Fast vier von zehn Arbeiterinnen in Österreich (37,4 Prozent) glauben, dass Künstliche Intelligenz in den kommenden drei Jahren keine Anpassungen in ihrem Arbeitsbereich erforderlich macht. Bei Angestellten teilt nur etwa halb so viele (16,6 Prozent) diese Einschätzung. Besonders auffällig ist der Zusammenhang zwischen Bildungsniveau und Wahrnehmung: Nur 14,1 Prozent der Menschen ohne Matura sehen einen hohen KI-Einfluss auf ihre Tätigkeit, während es bei Maturanten:innen 27,4 Prozent sind.
Auch beim Weiterbildungsbedarf zeigt sich ein deutliches Gefälle. Lediglich 29,8 Prozent der Arbeiter*innen sehen Schulungsbedarf im Zusammenhang mit KI, bei Angestellten sind es 42,8 Prozent. „Wer die Veränderung nicht spürt, bereitet sich nicht vor“, warnt ETC-CEO Christoph Becker. „Hier entsteht eine digitale Klassengesellschaft.“
Quelle: ETC
Österreichweit zeigen sich erhebliche regionale Unterschiede in der Wahrnehmung von KI-Einflüssen. In Vorarlberg geben 29,5 Prozent der Befragten an, dass KI einen hohen Einfluss auf ihre Arbeit habe – in Wien sind es nur 15,1 Prozent. Oberösterreich (22,7 Prozent) und das Burgenland (21,9 Prozent) liegen im Mittelfeld. Eine mögliche Erklärung: In Vorarlberg ist die Wirtschaft stärker industriell geprägt, was den Kontakt mit automatisierten Prozessen erhöht, während in Wien dienstleistungsorientierte Tätigkeiten dominieren.
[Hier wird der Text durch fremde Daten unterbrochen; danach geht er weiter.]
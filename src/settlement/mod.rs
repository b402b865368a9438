// Daily partner settlement
pub mod aggregator;
pub mod models;
pub mod notifier;
pub mod repository;
pub mod scheduler;
pub mod writer;

pub use models::RunOutcome;
pub use notifier::{FailureNotifier, FanoutNotifier, LoggingNotifier, SettlementFailureLog, WebhookNotifier};
pub use repository::SettlementRepository;
pub use scheduler::SettlementScheduler;
pub use writer::SettlementWriter;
Besonders auffällig ist das „Salzburg-Paradox“: Mit 41,8 Prozent liegt Salzburg beim empfundenen Weiterbildungsbedarf an der Spitze – gleichzeitig glauben 23,6 Prozent der Befragten, dass überhaupt keine Anpassungen nötig seien. Diese Diskrepanz deutet auf unterschiedliche Wahrnehmungen selbst innerhalb eines Bundeslands hin.
Quelle: ETC
Die größten Unterschiede zeigen sich zwischen den Altersgruppen. Während 31,8 Prozent der 16- bis 29-Jährigen einen hohen KI-Einfluss angeben, sind es bei den 50- bis 65-Jährigen nur 9,4 Prozent. Auch innerhalb der jüngeren Generation sinkt das Bewusstsein mit zunehmendem Alter deutlich – von 31,8 Prozent bei den unter 30-Jährigen auf 21,9 Prozent in der Altersgruppe 30 bis 39.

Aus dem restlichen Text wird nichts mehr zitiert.